静岡県在住 元壮年部
数年前、理不尽な処分を受けて、自活信仰になりました。そんな中、昨年、待望の初孫が生まれました。産後、四日ほどで母子ともに退院して、育児が開始しましたが、母乳の飲みが悪いと、母親である娘が訴えはじめました。念のため、一度小児科に診てもらおうということで、診察を受けましたら、こちらではよくわからないので、大きな病院で診てもらった方が良いと、総合病院を紹介されました。そのまま紹介された病院に行きますと、即入院というとになり、よく訳も分からぬまま、あたふたと入院の支度をし、娘が昼夜付きそうことになりました。病院側は、「なぜか受乳がうまくできていません。肺に入ってしまってるようです。」とのことで、その日から、鼻から胃へ直接管を入れて、点滴で授乳することになりました。以降、一週間ほど精密検査を行いましたが原因が解らず、もう一週間「検査を続けます」と言われたのでした。一週間後、娘(母親)と私が主治医に呼ばれ、告げられました。

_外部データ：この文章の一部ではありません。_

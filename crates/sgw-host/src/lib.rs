//! SGW Host - owner of the live model and its worklet
//!
//! Provides:
//! - [`SceneHost`]: model loads, worklet attachment and teardown
//! - [`dispatch_request`]: the capability gate in front of every model write
//! - [`HostConfig`]: TOML-backed configuration
//!
//! # Example
//!
//! ```rust,ignore
//! use sgw_host::{HostConfig, SceneHost};
//! use sgw_worklet::{FileFetcher, ScriptElement};
//!
//! # async fn example(model: sgw_scene::Model) -> Result<(), sgw_host::HostError> {
//! let host = SceneHost::new(HostConfig::default(), FileFetcher::new("."));
//! let mut events = host.subscribe();
//! host.attach_script(&ScriptElement::external("material-properties; messaging", "tint.rhai"))
//!     .await?;
//! host.load_model(model, Some("scene.gltf".into())).await?;
//! while let Ok(event) = events.recv().await {
//!     println!("{}", event.name());
//! }
//! # Ok(())
//! # }
//! ```

#![warn(unreachable_pub)]
#![allow(missing_docs)]

pub mod config;
pub mod dispatch;
pub mod error;
pub mod host;

pub use config::{CapabilityParsing, HostConfig, ReplacementPolicy};
pub use dispatch::dispatch_request;
pub use error::HostError;
pub use host::SceneHost;
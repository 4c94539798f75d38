//! glTF-shaped material graph
//!
//! Field names follow glTF 2.0 so a model can be read from, and written back
//! to, the `materials`/`textures`/`images` arrays of a glTF JSON document.

use crate::error::SceneError;
use crate::graph::NodeKind;
use serde::{Deserialize, Serialize};

/// Material graph of a loaded model
#[derive(Debug, Clone, Default, PartialEq, Serialize, Deserialize)]
#[serde(rename_all = "camelCase")]
pub struct Model {
    #[serde(default, skip_serializing_if = "Vec::is_empty")]
    pub materials: Vec<Material>,
    #[serde(default, skip_serializing_if = "Vec::is_empty")]
    pub textures: Vec<Texture>,
    #[serde(default, skip_serializing_if = "Vec::is_empty")]
    pub images: Vec<Image>,
}

impl Model {
    /// Empty model
    #[inline]
    #[must_use]
    pub fn new() -> Self {
        Self::default()
    }

    /// Load the material subset of a glTF JSON document
    ///
    /// Unrelated glTF sections (meshes, nodes, buffers...) are ignored.
    ///
    /// # Errors
    /// - `SceneError::Parse` if the document is not valid glTF JSON
    /// - `SceneError::DanglingReference` if a texture or image index is out of range
    pub fn from_gltf_json(document: &str) -> Result<Self, SceneError> {
        let model: Model = serde_json::from_str(document)?;
        model.validate_references()?;
        tracing::debug!(
            materials = model.materials.len(),
            textures = model.textures.len(),
            images = model.images.len(),
            "parsed glTF material graph"
        );
        Ok(model)
    }

    /// Add a material (builder style)
    #[must_use]
    pub fn with_material(mut self, material: Material) -> Self {
        self.materials.push(material);
        self
    }

    /// Add a texture (builder style)
    #[must_use]
    pub fn with_texture(mut self, texture: Texture) -> Self {
        self.textures.push(texture);
        self
    }

    /// Add an image (builder style)
    #[must_use]
    pub fn with_image(mut self, image: Image) -> Self {
        self.images.push(image);
        self
    }

    /// Ensure every texture/image index resolves
    ///
    /// # Errors
    /// - `SceneError::DanglingReference` naming the first unresolved index
    pub fn validate_references(&self) -> Result<(), SceneError> {
        for (i, material) in self.materials.iter().enumerate() {
            let pbr = &material.pbr_metallic_roughness;
            for info in [&pbr.base_color_texture, &pbr.metallic_roughness_texture]
                .into_iter()
                .flatten()
            {
                if info.index >= self.textures.len() {
                    return Err(SceneError::DanglingReference {
                        from: format!("material {i}"),
                        kind: NodeKind::Texture,
                        index: info.index,
                    });
                }
            }
        }
        for (i, texture) in self.textures.iter().enumerate() {
            if let Some(source) = texture.source {
                if source >= self.images.len() {
                    return Err(SceneError::DanglingReference {
                        from: format!("texture {i}"),
                        kind: NodeKind::Image,
                        index: source,
                    });
                }
            }
        }
        Ok(())
    }
}

/// A glTF material
#[derive(Debug, Clone, PartialEq, Serialize, Deserialize)]
#[serde(rename_all = "camelCase")]
pub struct Material {
    #[serde(default, skip_serializing_if = "Option::is_none")]
    pub name: Option<String>,
    #[serde(default)]
    pub pbr_metallic_roughness: PbrMetallicRoughness,
    #[serde(default = "default_emissive")]
    pub emissive_factor: [f64; 3],
}

impl Material {
    /// Material with default PBR values
    #[must_use]
    pub fn new(name: impl Into<String>) -> Self {
        Self {
            name: Some(name.into()),
            pbr_metallic_roughness: PbrMetallicRoughness::default(),
            emissive_factor: default_emissive(),
        }
    }

    /// Set base color factor (builder style)
    #[must_use]
    pub fn with_base_color_factor(mut self, factor: [f64; 4]) -> Self {
        self.pbr_metallic_roughness.base_color_factor = factor;
        self
    }

    /// Set base color texture (builder style)
    #[must_use]
    pub fn with_base_color_texture(mut self, texture: usize) -> Self {
        self.pbr_metallic_roughness.base_color_texture = Some(TextureInfo::new(texture));
        self
    }
}

/// Metallic-roughness block of a material
#[derive(Debug, Clone, PartialEq, Serialize, Deserialize)]
#[serde(rename_all = "camelCase")]
pub struct PbrMetallicRoughness {
    #[serde(default = "default_base_color")]
    pub base_color_factor: [f64; 4],
    #[serde(default = "one")]
    pub metallic_factor: f64,
    #[serde(default = "one")]
    pub roughness_factor: f64,
    #[serde(default, skip_serializing_if = "Option::is_none")]
    pub base_color_texture: Option<TextureInfo>,
    #[serde(default, skip_serializing_if = "Option::is_none")]
    pub metallic_roughness_texture: Option<TextureInfo>,
}

impl Default for PbrMetallicRoughness {
    fn default() -> Self {
        Self {
            base_color_factor: default_base_color(),
            metallic_factor: 1.0,
            roughness_factor: 1.0,
            base_color_texture: None,
            metallic_roughness_texture: None,
        }
    }
}

/// Reference from a material slot to a texture
#[derive(Debug, Clone, Copy, PartialEq, Eq, Serialize, Deserialize)]
#[serde(rename_all = "camelCase")]
pub struct TextureInfo {
    pub index: usize,
    #[serde(default)]
    pub tex_coord: u32,
}

impl TextureInfo {
    #[inline]
    #[must_use]
    pub fn new(index: usize) -> Self {
        Self {
            index,
            tex_coord: 0,
        }
    }
}

/// A glTF texture
#[derive(Debug, Clone, Default, PartialEq, Eq, Serialize, Deserialize)]
pub struct Texture {
    #[serde(default, skip_serializing_if = "Option::is_none")]
    pub name: Option<String>,
    #[serde(default, skip_serializing_if = "Option::is_none")]
    pub sampler: Option<usize>,
    #[serde(default, skip_serializing_if = "Option::is_none")]
    pub source: Option<usize>,
}

impl Texture {
    /// Texture sampling the given image
    #[must_use]
    pub fn from_image(source: usize) -> Self {
        Self {
            name: None,
            sampler: None,
            source: Some(source),
        }
    }
}

/// A glTF image
#[derive(Debug, Clone, Default, PartialEq, Eq, Serialize, Deserialize)]
#[serde(rename_all = "camelCase")]
pub struct Image {
    #[serde(default, skip_serializing_if = "Option::is_none")]
    pub name: Option<String>,
    #[serde(default, skip_serializing_if = "Option::is_none")]
    pub uri: Option<String>,
    #[serde(default, skip_serializing_if = "Option::is_none")]
    pub mime_type: Option<String>,
}

impl Image {
    /// Image loaded from a URI
    #[must_use]
    pub fn from_uri(uri: impl Into<String>) -> Self {
        Self {
            name: None,
            uri: Some(uri.into()),
            mime_type: None,
        }
    }
}

fn default_base_color() -> [f64; 4] {
    [1.0, 1.0, 1.0, 1.0]
}

fn default_emissive() -> [f64; 3] {
    [0.0, 0.0, 0.0]
}

fn one() -> f64 {
    1.0
}

#[cfg(test)]
mod tests {
    use super::*;
    use pretty_assertions::assert_eq;

    const DOCUMENT: &str = r#"{
        "asset": { "version": "2.0" },
        "meshes": [ { "primitives": [] } ],
        "materials": [
            { "name": "grey", "pbrMetallicRoughness": { "baseColorFactor": [0.5, 0.5, 0.5, 1.0] } },
            { "pbrMetallicRoughness": { "baseColorTexture": { "index": 0 } } }
        ],
        "textures": [ { "source": 0, "sampler": 0 } ],
        "images": [ { "uri": "albedo.png", "mimeType": "image/png" } ]
    }"#;

    #[test]
    fn loads_material_subset() {
        let model = Model::from_gltf_json(DOCUMENT).unwrap();
        assert_eq!(model.materials.len(), 2);
        assert_eq!(
            model.materials[0].pbr_metallic_roughness.base_color_factor,
            [0.5, 0.5, 0.5, 1.0]
        );
        assert_eq!(model.materials[0].name.as_deref(), Some("grey"));
        assert_eq!(
            model.materials[1].pbr_metallic_roughness.base_color_texture,
            Some(TextureInfo::new(0))
        );
        assert_eq!(model.images[0].uri.as_deref(), Some("albedo.png"));
    }

    #[test]
    fn applies_gltf_defaults() {
        let model = Model::from_gltf_json(r#"{ "materials": [ {} ] }"#).unwrap();
        let pbr = &model.materials[0].pbr_metallic_roughness;
        assert_eq!(pbr.base_color_factor, [1.0, 1.0, 1.0, 1.0]);
        assert_eq!(pbr.metallic_factor, 1.0);
        assert_eq!(pbr.roughness_factor, 1.0);
        assert_eq!(model.materials[0].emissive_factor, [0.0, 0.0, 0.0]);
    }

    #[test]
    fn rejects_dangling_texture() {
        let err = Model::from_gltf_json(
            r#"{ "materials": [ { "pbrMetallicRoughness": { "baseColorTexture": { "index": 3 } } } ] }"#,
        )
        .unwrap_err();
        assert!(matches!(
            err,
            SceneError::DanglingReference { kind: NodeKind::Texture, index: 3, .. }
        ));
    }

    #[test]
    fn rejects_dangling_image() {
        let err = Model::from_gltf_json(r#"{ "textures": [ { "source": 1 } ], "images": [ {} ] }"#)
            .unwrap_err();
        assert!(matches!(
            err,
            SceneError::DanglingReference { kind: NodeKind::Image, index: 1, .. }
        ));
    }

    #[test]
    fn rejects_malformed_json() {
        assert!(matches!(
            Model::from_gltf_json("{ materials: ").unwrap_err(),
            SceneError::Parse(_)
        ));
    }
}
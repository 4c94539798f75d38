//! rhai sandbox runtime
//!
//! One [`SandboxRuntime`] lives on one worklet thread and is never shared.
//! Script callbacks (event listeners and pending-future continuations) are
//! queued as jobs and drained after every message, so a script never
//! re-enters itself while a callback is running.

mod api;
mod pending;
mod proxy;

use crate::config::WorkletConfig;
use crate::error::WorkletError;
use crate::events::WorkletId;
use pending::PendingSlot;
use proxy::ModelChangeEvent;
use rhai::{Dynamic, Engine, EvalAltResult, FnPtr, AST};
use sgw_capability::CapabilitySet;
use sgw_rpc::{FromWorklet, PendingTable, RpcFailure, RpcResponse, ToWorklet};
use sgw_scene::{ModelGraph, ModelSummary};
use std::cell::{Cell, RefCell};
use std::collections::VecDeque;
use std::rc::Rc;
use std::sync::atomic::{AtomicBool, Ordering};
use std::sync::Arc;
use tokio::sync::mpsc;

/// Event fired on every model load or swap
pub const MODEL_CHANGE: &str = "model-change";

/// Whether the worklet loop should keep receiving
#[derive(Debug, Clone, Copy, PartialEq, Eq)]
pub enum Flow {
    /// Keep processing messages
    Continue,
    /// Termination was requested
    Stop,
}

struct Job {
    callback: FnPtr,
    arg: Dynamic,
}

/// State reachable from registered functions and proxies
pub(crate) struct Shared {
    worklet: WorkletId,
    capabilities: CapabilitySet,
    outbox: mpsc::UnboundedSender<FromWorklet>,
    pending: RefCell<PendingTable<Rc<PendingSlot>>>,
    jobs: RefCell<VecDeque<Job>>,
    listeners: RefCell<Vec<(String, FnPtr)>>,
    console: RefCell<VecDeque<String>>,
    console_capacity: usize,
    terminated: Cell<bool>,
}

impl Shared {
    fn new(
        worklet: WorkletId,
        capabilities: CapabilitySet,
        outbox: mpsc::UnboundedSender<FromWorklet>,
        console_capacity: usize,
    ) -> Self {
        Self {
            worklet,
            capabilities,
            outbox,
            pending: RefCell::new(PendingTable::new()),
            jobs: RefCell::new(VecDeque::new()),
            listeners: RefCell::new(Vec::new()),
            console: RefCell::new(VecDeque::new()),
            console_capacity,
            terminated: Cell::new(false),
        }
    }

    pub(crate) fn enqueue(&self, callback: FnPtr, arg: Dynamic) {
        self.jobs.borrow_mut().push_back(Job { callback, arg });
    }

    pub(crate) fn send(&self, message: FromWorklet) -> bool {
        self.outbox.send(message).is_ok()
    }

    pub(crate) fn console_line(&self, line: String) {
        if self.console_capacity == 0 {
            return;
        }
        let mut console = self.console.borrow_mut();
        while console.len() >= self.console_capacity {
            console.pop_front();
        }
        console.push_back(line);
    }

    fn listeners_for(&self, event: &str) -> Vec<FnPtr> {
        self.listeners
            .borrow()
            .iter()
            .filter(|(name, _)| name == event)
            .map(|(_, callback)| callback.clone())
            .collect()
    }
}

/// A compiled worklet script plus its proxy bridge
pub struct SandboxRuntime {
    engine: Engine,
    ast: AST,
    shared: Rc<Shared>,
}

impl SandboxRuntime {
    /// Compile `source` and run its top level
    ///
    /// `abort` is polled while script code runs; raising it interrupts the
    /// script at the next operation.
    ///
    /// # Errors
    /// - `WorkletError::Script` if the script fails to compile or its top level raises
    pub fn new(
        worklet: WorkletId,
        source: &str,
        capabilities: CapabilitySet,
        outbox: mpsc::UnboundedSender<FromWorklet>,
        config: &WorkletConfig,
        abort: Arc<AtomicBool>,
    ) -> Result<Self, WorkletError> {
        let shared = Rc::new(Shared::new(
            worklet,
            capabilities,
            outbox,
            config.console_capacity,
        ));

        let mut engine = Engine::new();
        engine.set_max_operations(config.max_operations);
        engine.set_max_call_levels(config.max_call_levels);
        engine.set_max_expr_depths(config.max_expr_depth, config.max_expr_depth);
        engine.set_max_string_size(config.max_string_size);
        engine.set_max_array_size(config.max_array_size);
        engine.set_max_map_size(config.max_map_size);
        engine.on_progress(move |_| {
            abort
                .load(Ordering::Relaxed)
                .then(|| Dynamic::from("worklet terminated"))
        });

        let console = Rc::clone(&shared);
        engine.on_print(move |text| {
            tracing::info!(target: "sgw::sandbox", worklet = %console.worklet, "{text}");
            console.console_line(text.to_string());
        });
        let console = Rc::clone(&shared);
        engine.on_debug(move |text, _source, pos| {
            tracing::debug!(target: "sgw::sandbox", worklet = %console.worklet, %pos, "{text}");
            console.console_line(format!("[debug] {text}"));
        });

        api::register(&mut engine, &shared);

        let ast = engine
            .compile(source)
            .map_err(|e| WorkletError::Script(format!("compile error: {e}")))?;
        engine
            .run_ast(&ast)
            .map_err(|e| WorkletError::Script(e.to_string()))?;

        let runtime = Self {
            engine,
            ast,
            shared,
        };
        runtime.run_jobs();
        tracing::debug!(
            worklet = %worklet,
            capabilities = %capabilities,
            listeners = runtime.shared.listeners.borrow().len(),
            "sandbox ready"
        );
        Ok(runtime)
    }

    /// Process one message from the host
    pub fn handle(&mut self, message: ToWorklet) -> Flow {
        if self.shared.terminated.get() {
            return Flow::Stop;
        }
        match message {
            ToWorklet::ModelChange(summary) => self.model_changed(summary),
            ToWorklet::Response(response) => self.complete(response),
            ToWorklet::Terminate => return Flow::Stop,
        }
        self.run_jobs();
        Flow::Continue
    }

    /// Stop running script code and fail every outstanding request
    ///
    /// Returns the number of pending futures rejected. Callbacks are not run
    /// after termination. Idempotent.
    pub fn terminate(&mut self) -> usize {
        if self.shared.terminated.replace(true) {
            return 0;
        }
        let drained = self.shared.pending.borrow_mut().drain();
        let rejected = drained.len();
        for (_, slot) in drained {
            slot.abandon(&RpcFailure::WorkletTerminated);
        }
        self.shared.jobs.borrow_mut().clear();
        self.shared.listeners.borrow_mut().clear();
        tracing::debug!(worklet = %self.shared.worklet, rejected, "sandbox terminated");
        rejected
    }

    /// Recent `print`/`debug`/error lines
    #[must_use]
    pub fn console(&self) -> Vec<String> {
        self.shared.console.borrow().iter().cloned().collect()
    }

    /// Requests awaiting a response
    #[must_use]
    pub fn pending_requests(&self) -> usize {
        self.shared.pending.borrow().len()
    }

    /// Registered listeners for `event`
    #[must_use]
    pub fn listener_count(&self, event: &str) -> usize {
        self.shared
            .listeners
            .borrow()
            .iter()
            .filter(|(name, _)| name == event)
            .count()
    }

    /// Whether [`terminate`](Self::terminate) has run
    #[must_use]
    pub fn is_terminated(&self) -> bool {
        self.shared.terminated.get()
    }

    fn model_changed(&self, summary: ModelSummary) {
        let generation = summary.generation;
        let event = ModelChangeEvent::new(&self.shared, ModelGraph::from_summary(summary));
        let listeners = self.shared.listeners_for(MODEL_CHANGE);
        tracing::debug!(
            worklet = %self.shared.worklet,
            %generation,
            listeners = listeners.len(),
            "dispatching model-change"
        );
        for listener in listeners {
            self.invoke(&listener, Dynamic::from(event.clone()));
        }
    }

    fn complete(&self, response: RpcResponse) {
        let slot = self.shared.pending.borrow_mut().settle(response.id);
        match slot {
            Some(slot) => slot.settle(&self.shared, response.result),
            None => tracing::debug!(
                worklet = %self.shared.worklet,
                request = %response.id,
                "response for unknown or settled request"
            ),
        }
    }

    fn run_jobs(&self) {
        loop {
            if self.shared.terminated.get() {
                break;
            }
            let job = self.shared.jobs.borrow_mut().pop_front();
            let Some(job) = job else { break };
            self.invoke(&job.callback, job.arg);
        }
    }

    /// Call a script callback with one argument, falling back to none for
    /// zero-parameter closures.
    fn invoke(&self, callback: &FnPtr, arg: Dynamic) {
        let outcome = match callback.call::<Dynamic>(&self.engine, &self.ast, (arg,)) {
            Err(err) if arity_mismatch(callback, &err) => {
                match callback.call::<Dynamic>(&self.engine, &self.ast, ()) {
                    // neither arity exists; the one-argument error is the useful one
                    Err(retry) if arity_mismatch(callback, &retry) => Err(err),
                    other => other,
                }
            }
            other => other,
        };
        if let Err(err) = outcome {
            self.report(&err);
        }
    }

    fn report(&self, err: &EvalAltResult) {
        if matches!(err, EvalAltResult::ErrorTerminated(..)) {
            tracing::debug!(worklet = %self.shared.worklet, "script interrupted");
            return;
        }
        let message = err.to_string();
        tracing::warn!(target: "sgw::sandbox", worklet = %self.shared.worklet, %message, "uncaught script error");
        self.shared.console_line(format!("[error] {message}"));
        if !self.shared.terminated.get() {
            self.shared.send(FromWorklet::ScriptError(message));
        }
    }
}

/// The callback itself has no overload for the supplied argument count
fn arity_mismatch(callback: &FnPtr, err: &EvalAltResult) -> bool {
    matches!(
        err,
        EvalAltResult::ErrorFunctionNotFound(signature, _)
            if signature.split_whitespace().next() == Some(callback.fn_name())
    )
}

「原因となる障害が見つかりません。これは大変重大な問題です。唯一考えられるのは、脊髄性筋萎縮症という難病です。これはごく稀にある遺伝子の病気です。今、最終確認のために、東京女子医大に血液を送り、DNAを検査しております。この病気であればどんな延命処置をしても一歳の誕生日は迎えられません。覚悟をして下さい。」と言われて、よく読んでおくようにと脊髄性筋萎縮の詳しい説明を書いた紙をわたされました。家族は愕然としました。納得のいかなかった私は、その夜、ネット上でこの病気に関する記事を徹夜で調べましたが、読めば読むほど絶望的なものでした。生まれた子供は当然何も分からず眠っていますが、初めて母親になったはずの娘の心痛を思うと、胸が締め付けられました。真剣な題目をあげながら、「必ず意味がある。それを確信する強い自分になりたい」と願いました。また、最愛のご次男を、若くして亡くされた池田先生の御心に思いをはせました。妻も泣き腫らした目で、必死に娘を励ましておりました。そんな地獄の数日が過ぎた頃、娘が子供を抱きながら言いました。「お父さん、血液検査の結果が出たら、退院したい。機械での延命処置なんかしないで、最後まで自分が一緒に苦しみながら見とってやりたい。先生にそう言って欲しい」と。私も同感でした。家族の覚悟が決まりました。皆で題目をあげながら、検査結果が出ると言われた日を翌日に控えた日、外来で診察に来ていた他病院の小児科の先生が、たまたま孫の容体を聞きつけ、念のため私も診てみましょうと、診察をし始めた途端、「あっ、これは喉頭軟化症だよ!」と。その言葉の響きに、何か一縷の望みを直感しました。具体的原因が見つからないところにこの病気にの怖さがあると聞いていたからです。そこに初めて新たな病名が告げられたのでした。そして、その病気のことを詳しく聞くと、大概は半年ぐらいで自然に治る。もし治らなくても、手術で治すことができると言われたのです。地獄から天国へ移されたような気分でした。そしてその翌日、女子医大から検査結果が届き、脊髄性筋萎縮ではないことが判明しました。その後、無事退院し、暫くは点滴授乳が続きましたが、6ヶ月を過ぎた今では喉頭軟化症も完治し、元気よく離乳食を食べれるようになりました。振り返れば、単なる誤診だったわけですが、私たち家族の信心が試された出来事でした。幸い、誤診で済んだ我が家族ですが、実際に難病にかかり、苦労をされてる方やそのご家族がいることを忘れることができません。その方達に少しでも幸福が訪れることを祈りながら、ご本尊への確信をさらに深める今日この頃です。